Уджа помнил о той войне. Сколько лет-то прошло? Двенадцать? Тринадцать? Тогда хорчинский дзоригту-циньван Угшан уклонился от визита в Ханбалык. Богдых… Император (еще предыдущий) решил примерно наказать князя, повелел тому выплатить 1000 лошадей в качестве штрафа. И чтобы на этот раз Угшан не отказался, послал на север монгольских восьмизнаменников. Кажется, три чалэ Белого знамени с каймой. Самого Уджи там не было, он еще не начал свою службу. Но были другие джаруды… Войско уже миновало Мукдэн и быстро шло на север, когда наткнулось на гонцов, которые сообщили о невероятном нападении на Нингуту. Конница скакала на север несколько дней почти без остановок и застала врага у устья Муданцзяни. Много багатуров полегло в той битве. Варвары владели огненным боем и убили не меньше тысячи монголов. И всё же их удалось разбить.

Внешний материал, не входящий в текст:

use rust_decimal::prelude::*;
use serde::{Deserialize, Serialize};
use std::collections::{BTreeMap, HashMap};
use std::sync::Arc;
use std::time::Duration;
use thiserror::Error;
use tracing::{debug, error, info, warn};

use super::ledger::{LedgerError, PositionLedger, SyncOutcome};
use super::quantize::floor_to_precision;
use crate::exchange::{ClockOffset, Exchange, ExchangeError, MAX_KLINES_PER_REQUEST};
use crate::models::{closed_candles, validate_candles, Action, KlineInterval, SymbolTradingRules};
use crate::notify::Notifier;
use crate::persistence::Checkpoint;
use crate::strategy::{PairStrategy, Strategy, StrategyConfig};
use crate::control::Shutdown;

/// Klines requested per pair never go below this, so EMAs have room to settle
const MIN_KLINE_LIMIT: usize = 100;

/// Decimal places used when splitting quote capital
const QUOTE_DECIMALS: u32 = 8;

/// How the spend for a BUY is sized
#[derive(Debug, Clone, Copy, Default, PartialEq, Eq, Serialize, Deserialize)]
#[serde(rename_all = "snake_case")]
pub enum CapitalMode {
    /// Always spend `fixed_amount` of the quote asset
    FixedAmount,
    /// Spend the pair's own pool (initial split plus sale proceeds)
    #[default]
    PerPairPool,
    /// Split the free quote balance evenly across this cycle's BUY signals
    EvenSplit,
}

#[derive(Debug, Clone)]
pub struct CoordinatorSettings {
    pub quote_asset: String,
    pub kline_interval: KlineInterval,
    pub pair_pause: Duration,
    pub capital_mode: CapitalMode,
    pub fixed_amount: Decimal,
    pub stop_loss_fraction: Decimal,
    pub take_profit_fraction: Decimal,
}

/// A pair to trade: its base asset and strategy parameters
#[derive(Debug, Clone, PartialEq)]
pub struct PairSpec {
    pub base_asset: String,
    pub strategy: StrategyConfig,
}

#[derive(Debug, Error)]
pub enum StartupError {
    #[error("exchange rejected credentials: {0}")]
    Auth(ExchangeError),

    #[error("could not read account balances: {0}")]
    Balances(ExchangeError),

    #[error("no valid trading pairs after initialization")]
    NoValidPairs,
}

/// Why a single trade attempt failed
#[derive(Debug, Error)]
pub enum TradeError {
    #[error(transparent)]
    Exchange(#[from] ExchangeError),

    #[error(transparent)]
    Ledger(#[from] LedgerError),

    #[error("unknown pair {0}")]
    UnknownPair(String),
}

/// Outcome of an order attempt that did not fail
#[derive(Debug, Clone, PartialEq)]
pub enum TradeOutcome {
    Filled {
        quantity: Decimal,
        price: Decimal,
        quote_amount: Decimal,
        /// Realized P/L of a sell; None for buys or unknown entry
        pnl: Option<Decimal>,
    },
    /// Nothing was submitted
    Skipped(String),
}

/// Why a position is being exited
#[derive(Debug, Clone, Copy, PartialEq, Eq)]
pub enum ExitReason {
    StopLoss,
    TakeProfit,
    StrategySell,
}

impl std::fmt::Display for ExitReason {
    fn fmt(&self, f: &mut std::fmt::Formatter<'_>) -> std::fmt::Result {
        match self {
            ExitReason::StopLoss => write!(f, "stop-loss"),
            ExitReason::TakeProfit => write!(f, "take-profit"),
            ExitReason::StrategySell => write!(f, "strategy"),
        }
    }
}

/// Summary of one sweep over all pairs
#[derive(Debug, Clone, Default, PartialEq)]
pub struct CycleReport {
    pub evaluated: usize,
    pub skipped: usize,
    pub buys: Vec<String>,
    pub sells: Vec<String>,
    pub failures: Vec<(String, String)>,
    pub interrupted: bool,
}

/// Runtime state of one traded pair
pub struct PairState {
    pub symbol: String,
    pub base_asset: String,
    pub rules: SymbolTradingRules,
    pub strategy: Box<dyn Strategy>,
    pub kline_limit: usize,
}

/// Drives the decide-and-execute cycle over every pair
///
/// Pairs are processed one after another. SELLs execute as soon as they are
/// decided; BUYs are collected and executed once every pair has been looked
/// at, so capital freed by this cycle's exits can be used and an even split
/// knows how many pairs want in.
pub struct Coordinator {
    exchange: Arc<dyn Exchange>,
    notifier: Arc<dyn Notifier>,
    settings: CoordinatorSettings,
    clock: ClockOffset,
    ledger: PositionLedger,
    pairs: Vec<PairState>,
}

— Признаешь ли ты могущество сиятельного императора Великой Цин, который волей своей извел ваши кровожадные банды на всей Сахаляни? Признаешь ли ты милость сиятельного императора Великой Цин, даровавшего тебе, ничтожному, жизнь в свете его благодеяний?
— Признаю могущество, — гудел в пол дикарь. — Признаю милость.
— Готов ли ты честно служить сиятельному императору, дабы искупить свои тяжкие прегрешения? — голос распорядителя слегка изменился.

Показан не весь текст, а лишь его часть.